Objective: the aim of the study was to assess the length, angulations and the pattern of ossification of the Styloid process (SP) and to know if any correlation exists between them.

Method: 50 patients of CBCT, TMJ views were considered, a total of 87tmjs were viewed using ORTHOPHOS XG3D X-ray system. The length, mediolateral (MLA), anteroposterior angulation (APA) was measured. The morphology was identified on 3D images. Person’s Correlation coefficient was used for statistical analysis.

Result: 0f the 87 scan. The Mean length of SP in males was 32.10mm and in females was 31.62mm. There was no statistical significance between sides and between the length and age. The mean MLA in males was 80.60 and in females it was 82.40. MLA on right was 81.40 and left was 81.30 the mean APA in males and females was 25.2 and 31.1 respectively, In this study we found no correlation between length, age and agulation of the styloid process.

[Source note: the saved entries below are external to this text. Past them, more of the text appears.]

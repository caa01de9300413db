use rand::rngs::StdRng;
use rand::{Rng, SeedableRng};
use rand_distr::{Distribution, Normal};
use serde::Serialize;

use super::error::{Result, SimulationError};
use super::stats::percentile;
use super::types::UncertainDraw;

pub const DEFAULT_POOL_SEED: u64 = 123;
pub const DEFAULT_POOL_SIZE: usize = 10_000;
pub const DEFAULT_MAX_POOL_SIZE: usize = 1_000_000;

/// Normal(mean, std_dev). A non-positive `std_dev` means "fixed at the mean".
#[derive(Copy, Clone, Debug, PartialEq, Serialize)]
#[serde(rename_all = "camelCase")]
pub struct ParameterDistribution {
    pub mean: f64,
    pub std_dev: f64,
}

impl ParameterDistribution {
    pub fn new(mean: f64, std_dev: f64) -> Self {
        Self { mean, std_dev }
    }

    pub fn fixed(value: f64) -> Self {
        Self::new(value, 0.0)
    }

    pub fn is_degenerate(&self) -> bool {
        self.std_dev <= 0.0
    }
}

/// A non-empty pool of pre-drawn parameter values.
#[derive(Debug, Clone, PartialEq)]
pub struct SamplePool<T> {
    values: Vec<T>,
}

impl<T: Copy> SamplePool<T> {
    pub fn new(parameter: &'static str, values: Vec<T>) -> Result<Self> {
        if values.is_empty() {
            return Err(SimulationError::EmptySamplePool { parameter });
        }
        Ok(Self { values })
    }

    pub fn values(&self) -> &[T] {
        &self.values
    }

    pub fn len(&self) -> usize {
        self.values.len()
    }

    pub fn is_empty(&self) -> bool {
        self.values.is_empty()
    }

    /// Uniform draw with replacement.
    pub fn draw<R: Rng + ?Sized>(&self, rng: &mut R) -> T {
        self.values[rng.random_range(0..self.values.len())]
    }
}

impl SamplePool<f64> {
    pub fn median(&self) -> f64 {
        let mut sorted = self.values.clone();
        percentile(&mut sorted, 50.0)
    }
}

impl SamplePool<u32> {
    /// Lower median, so the result stays a whole number of years.
    pub fn median(&self) -> u32 {
        let mut sorted = self.values.clone();
        sorted.sort_unstable();
        sorted[(sorted.len() - 1) / 2]
    }
}

fn normal_samples<R: Rng + ?Sized>(
    parameter: &'static str,
    distribution: ParameterDistribution,
    pool_size: usize,
    rng: &mut R,
) -> Result<Vec<f64>> {
    let ParameterDistribution { mean, std_dev } = distribution;
    let invalid = || SimulationError::InvalidDistribution {
        parameter,
        mean,
        std_dev,
    };
    if pool_size > DEFAULT_MAX_POOL_SIZE {
        return Err(SimulationError::PoolTooLarge {
            requested: pool_size,
            max: DEFAULT_MAX_POOL_SIZE,
        });
    }
    if !mean.is_finite() || !std_dev.is_finite() {
        return Err(invalid());
    }
    if distribution.is_degenerate() {
        tracing::debug!(parameter, mean, "degenerate distribution, single-value pool");
        return Ok(vec![mean]);
    }
    let normal = Normal::new(mean, std_dev).map_err(|_| invalid())?;
    Ok((0..pool_size).map(|_| normal.sample(rng)).collect())
}

pub fn sample_pool<R: Rng + ?Sized>(
    parameter: &'static str,
    distribution: ParameterDistribution,
    pool_size: usize,
    rng: &mut R,
) -> Result<SamplePool<f64>> {
    SamplePool::new(parameter, normal_samples(parameter, distribution, pool_size, rng)?)
}

/// Whole-year pool: draws are truncated toward zero and negative draws
/// become 0 (sell straight away).
pub fn sample_year_pool<R: Rng + ?Sized>(
    parameter: &'static str,
    distribution: ParameterDistribution,
    pool_size: usize,
    rng: &mut R,
) -> Result<SamplePool<u32>> {
    let samples = normal_samples(parameter, distribution, pool_size, rng)?;
    let negative = samples.iter().filter(|v| **v < 0.0).count();
    if negative > 0 {
        tracing::debug!(parameter, negative, "negative year draws floored at zero");
    }
    let years = samples
        .into_iter()
        .map(|v| v.trunc().clamp(0.0, u32::MAX as f64) as u32)
        .collect();
    SamplePool::new(parameter, years)
}

#[derive(Copy, Clone, Debug, PartialEq, Serialize)]
#[serde(rename_all = "camelCase")]
pub struct UncertainDistributions {
    pub mortgage_interest_rate: ParameterDistribution,
    pub property_growth_rate: ParameterDistribution,
    pub rent_increase_rate: ParameterDistribution,
    pub investment_return_rate: ParameterDistribution,
    pub years_until_sell: ParameterDistribution,
}

impl Default for UncertainDistributions {
    fn default() -> Self {
        Self {
            mortgage_interest_rate: ParameterDistribution::new(0.055, 0.012),
            property_growth_rate: ParameterDistribution::new(0.03, 0.01),
            rent_increase_rate: ParameterDistribution::new(0.01325, 0.01),
            investment_return_rate: ParameterDistribution::new(0.06, 0.02),
            years_until_sell: ParameterDistribution::new(15.0, 5.0),
        }
    }
}

impl UncertainDistributions {
    /// Every parameter fixed at `draw`.
    pub fn fixed(draw: UncertainDraw) -> Self {
        Self {
            mortgage_interest_rate: ParameterDistribution::fixed(draw.mortgage_interest_rate),
            property_growth_rate: ParameterDistribution::fixed(draw.property_growth_rate),
            rent_increase_rate: ParameterDistribution::fixed(draw.rent_increase_rate),
            investment_return_rate: ParameterDistribution::fixed(draw.investment_return_rate),
            years_until_sell: ParameterDistribution::fixed(draw.years_until_sell as f64),
        }
    }

    pub fn means(&self) -> UncertainDraw {
        UncertainDraw {
            mortgage_interest_rate: self.mortgage_interest_rate.mean,
            property_growth_rate: self.property_growth_rate.mean,
            rent_increase_rate: self.rent_increase_rate.mean,
            investment_return_rate: self.investment_return_rate.mean,
            years_until_sell: self.years_until_sell.mean.trunc().max(0.0) as u32,
        }
    }
}

/// Sample pools for the five uncertain parameters.
#[derive(Debug, Clone, PartialEq)]
pub struct UncertainPools {
    pub mortgage_interest_rate: SamplePool<f64>,
    pub property_growth_rate: SamplePool<f64>,
    pub rent_increase_rate: SamplePool<f64>,
    pub investment_return_rate: SamplePool<f64>,
    pub years_until_sell: SamplePool<u32>,
}

impl UncertainPools {
    /// Draws every pool from one generator seeded with `seed`, always in the
    /// same parameter order. `pool_size` is capped at `DEFAULT_MAX_POOL_SIZE`.
    pub fn generate(
        distributions: &UncertainDistributions,
        pool_size: usize,
        seed: u64,
    ) -> Result<Self> {
        let mut rng = StdRng::seed_from_u64(seed);
        Ok(Self {
            mortgage_interest_rate: sample_pool(
                "mortgage_interest_rate",
                distributions.mortgage_interest_rate,
                pool_size,
                &mut rng,
            )?,
            property_growth_rate: sample_pool(
                "property_growth_rate",
                distributions.property_growth_rate,
                pool_size,
                &mut rng,
            )?,
            rent_increase_rate: sample_pool(
                "rent_increase_rate",
                distributions.rent_increase_rate,
                pool_size,
                &mut rng,
            )?,
            investment_return_rate: sample_pool(
                "investment_return_rate",
                distributions.investment_return_rate,
                pool_size,
                &mut rng,
            )?,
            years_until_sell: sample_year_pool(
                "years_until_sell",
                distributions.years_until_sell,
                pool_size,
                &mut rng,
            )?,
        })
    }

    pub fn draw<R: Rng + ?Sized>(&self, rng: &mut R) -> UncertainDraw {
        UncertainDraw {
            mortgage_interest_rate: self.mortgage_interest_rate.draw(rng),
            property_growth_rate: self.property_growth_rate.draw(rng),
            rent_increase_rate: self.rent_increase_rate.draw(rng),
            investment_return_rate: self.investment_return_rate.draw(rng),
            years_until_sell: self.years_until_sell.draw(rng),
        }
    }

    pub fn median_draw(&self) -> UncertainDraw {
        UncertainDraw {
            mortgage_interest_rate: self.mortgage_interest_rate.median(),
            property_growth_rate: self.property_growth_rate.median(),
            rent_increase_rate: self.rent_increase_rate.median(),
            investment_return_rate: self.investment_return_rate.median(),
            years_until_sell: self.years_until_sell.median(),
        }
    }
}

#[cfg(test)]
mod tests {
    use super::*;

    #[test]
    fn zero_std_dev_gives_single_value_pool() {
        let mut rng = StdRng::seed_from_u64(1);
        let pool = sample_pool("rate", ParameterDistribution::new(0.05, 0.0), 10_000, &mut rng)
            .expect("degenerate pool is valid");
        assert_eq!(pool.values(), &[0.05]);
    }

    #[test]
    fn negative_std_dev_is_also_degenerate() {
        let mut rng = StdRng::seed_from_u64(1);
        let pool = sample_year_pool("years", ParameterDistribution::new(15.0, -2.0), 500, &mut rng)
            .expect("degenerate pool is valid");
        assert_eq!(pool.values(), &[15]);
        assert_eq!(pool.median(), 15);
    }

    #[test]
    fn non_finite_distribution_is_rejected() {
        let mut rng = StdRng::seed_from_u64(1);
        let err = sample_pool("rate", ParameterDistribution::new(f64::NAN, 0.01), 10, &mut rng)
            .expect_err("nan mean");
        assert!(matches!(
            err,
            SimulationError::InvalidDistribution {
                parameter: "rate",
                ..
            }
        ));
    }

    #[test]
    fn empty_pool_is_rejected() {
        let err = SamplePool::<f64>::new("rate", Vec::new()).expect_err("empty pool");
        assert_eq!(err, SimulationError::EmptySamplePool { parameter: "rate" });
    }

    #[test]
    fn oversized_pool_is_rejected_before_allocating() {
        let err = UncertainPools::generate(
            &UncertainDistributions::default(),
            100_000_000_000,
            DEFAULT_POOL_SEED,
        )
        .expect_err("pool too large");
        assert_eq!(
            err,
            SimulationError::PoolTooLarge {
                requested: 100_000_000_000,
                max: DEFAULT_MAX_POOL_SIZE,
            }
        );
    }

    #[test]
    fn pool_at_the_limit_is_accepted() {
        let mut rng = StdRng::seed_from_u64(2);
        let pool = sample_pool(
            "rate",
            ParameterDistribution::new(0.05, 0.0),
            DEFAULT_MAX_POOL_SIZE,
            &mut rng,
        )
        .expect("limit is inclusive");
        assert_eq!(pool.len(), 1);
    }

    #[test]
    fn pool_has_requested_size_and_plausible_moments() {
        let mut rng = StdRng::seed_from_u64(9);
        let pool = sample_pool("rate", ParameterDistribution::new(0.06, 0.02), 20_000, &mut rng)
            .expect("valid pool");
        assert_eq!(pool.len(), 20_000);
        let mean = pool.values().iter().sum::<f64>() / pool.len() as f64;
        assert!((mean - 0.06).abs() < 0.001, "mean {mean}");
        assert!((pool.median() - 0.06).abs() < 0.001);
    }

    #[test]
    fn year_pool_truncates_and_floors_at_zero() {
        let mut rng = StdRng::seed_from_u64(4);
        let pool = sample_year_pool("years", ParameterDistribution::new(1.0, 5.0), 2_000, &mut rng)
            .expect("valid pool");
        assert!(pool.values().iter().any(|y| *y == 0));
        assert!(pool.values().iter().all(|y| *y < 40));
    }

    #[test]
    fn same_seed_generates_identical_pools() {
        let distributions = UncertainDistributions::default();
        let a = UncertainPools::generate(&distributions, 1_000, 123).expect("valid");
        let b = UncertainPools::generate(&distributions, 1_000, 123).expect("valid");
        let c = UncertainPools::generate(&distributions, 1_000, 124).expect("valid");
        assert_eq!(a, b);
        assert_ne!(a, c);
    }

    #[test]
    fn draws_come_from_the_pools() {
        let pools = UncertainPools::generate(&UncertainDistributions::default(), 50, 7)
            .expect("valid");
        let mut rng = StdRng::seed_from_u64(3);
        for _ in 0..200 {
            let draw = pools.draw(&mut rng);
            assert!(pools
                .mortgage_interest_rate
                .values()
                .contains(&draw.mortgage_interest_rate));
            assert!(pools.years_until_sell.values().contains(&draw.years_until_sell));
        }
    }

    #[test]
    fn fixed_distributions_have_median_at_the_value() {
        let draw = UncertainDraw {
            mortgage_interest_rate: 0.055,
            property_growth_rate: 0.03,
            rent_increase_rate: 0.013,
            investment_return_rate: 0.06,
            years_until_sell: 15,
        };
        let pools = UncertainPools::generate(&UncertainDistributions::fixed(draw), 10_000, 123)
            .expect("valid");
        assert_eq!(pools.median_draw(), draw);
        assert_eq!(pools.years_until_sell.len(), 1);
    }

    #[test]
    fn median_of_year_pool_uses_lower_middle() {
        let pool = SamplePool::new("years", vec![20_u32, 10, 30, 40]).expect("valid");
        assert_eq!(pool.median(), 20);
    }
}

Conclusion: This study indicates that with an increase in length there is no significant increase in angulations. Age and gender showed no correlation with length. During evaluation of the Stylohyoid complex (SHC) length, angulations and morphology should be considered

Keywords: styloid process, orofacial pain, eagles syndrome, CBCT

Abbreviations

SP, styloid process; MLA, mediolateral; APA, anteroposterior angulation; SHC, stylohyoid complex; CBCT, cone beam computed tomography; APA, antero posterior angle

Introduction

The Styloid process is a long slender and pointed bony process projecting downwards, forwards, and slightly medially from the temporal bone. It develops from Reichert’s cartilage of 2nd branchial arch. The ossification of the Styloid process (SP) starts at the end of pregnancy and undergoes calcification up to the first 8years of life. The postnatalstyloid chain consists of the styloid process of the temporal bone, the stylohyoid ligament, and the lesser horn of the hyoid bone. Ossification of the styloid chain may consist of a number of individual segments, separated by pseudoartroses.1

Elongated styloid process gives an array of symptoms as described by Eagle in 1937, hence the condition is also known as Eagle’s syndrome; symptoms are secondary to calcification of the stylohyoid ligamentor to an elongated SP.2 The Normal length of the styloid process as stated by Eagle was 2.5cm.3 However there are authors who take up to 3cm as normal value for the length of SP. Studies involving the Indian population has shown a wide range in length between 19-54mm.4 Most of them cases of elongated styloid are asymptomatic, when symptomatic may present as dull, aching pain localized in the throat, otalgia, hemifacial pain, dysphasia or an abnormal sensation of a foreign body in the pharynx.2,5

The SP is in close proximity to vital structures like then internal jugular vein, External carotid artery etc. An accentuated lateral deviation may cause the tip of the styloid process to press the external carotid artery. A posterior deviation of the elongated styloid process can irritate the last four cranial nerves, internal carotid artery and internal jugular vein. And a medial deviation may invade the tonsil causing painful symptoms. Anterior angulation can result in mucosal irritation and pressure on vital structures in the tonsils.6

Cone beam computed tomography (CBCT) is a technique that produces 3D digital imaging at reduced cost and less radiation for the patient than conventional CT scans and more beneficial than 2D imaging as there is no overlap of structures, so studying structures becomes more effective and reliable.7 The length and the orientation of the styloid process may be important in cases of orofacial pain and dysphagia though all cases of elongation do not present with symptoms, but when present may be due to the angulation of the Stylohyoid complex (SHC). So this study was conducted to assess the Angulation, length and pattern of calcification of the styloid process and to know if any correlation existed between them.

Material and methods

This retrospective study was undertaken in the department of Oral Medicine and Radiology, MGV’S KBH dental college, Nashik. The study consists of 50 patients whose CBC Ttmj views in which the full length of the styloid process was visible were considered, in total 87tmj’s were viewed. ORTHOPHOS XG3D X-ray system of SIRONA was used to obtain images. The field of vision is 8x8cm working at85KV and 5mA, thepixel size is 0.1mm and with the exposure time of 14.1seconds. 3D reconstruction was also created. Patients with fracture or pathology in the region of the SP were not included in the study. None of the patients had symptoms of ossified SHC. The images were evaluated by a single specialist and all measurements were made by him. All measurements, length and angulations were made on the axial and transvers images and the morphology of the SP was identified using the 3D-view.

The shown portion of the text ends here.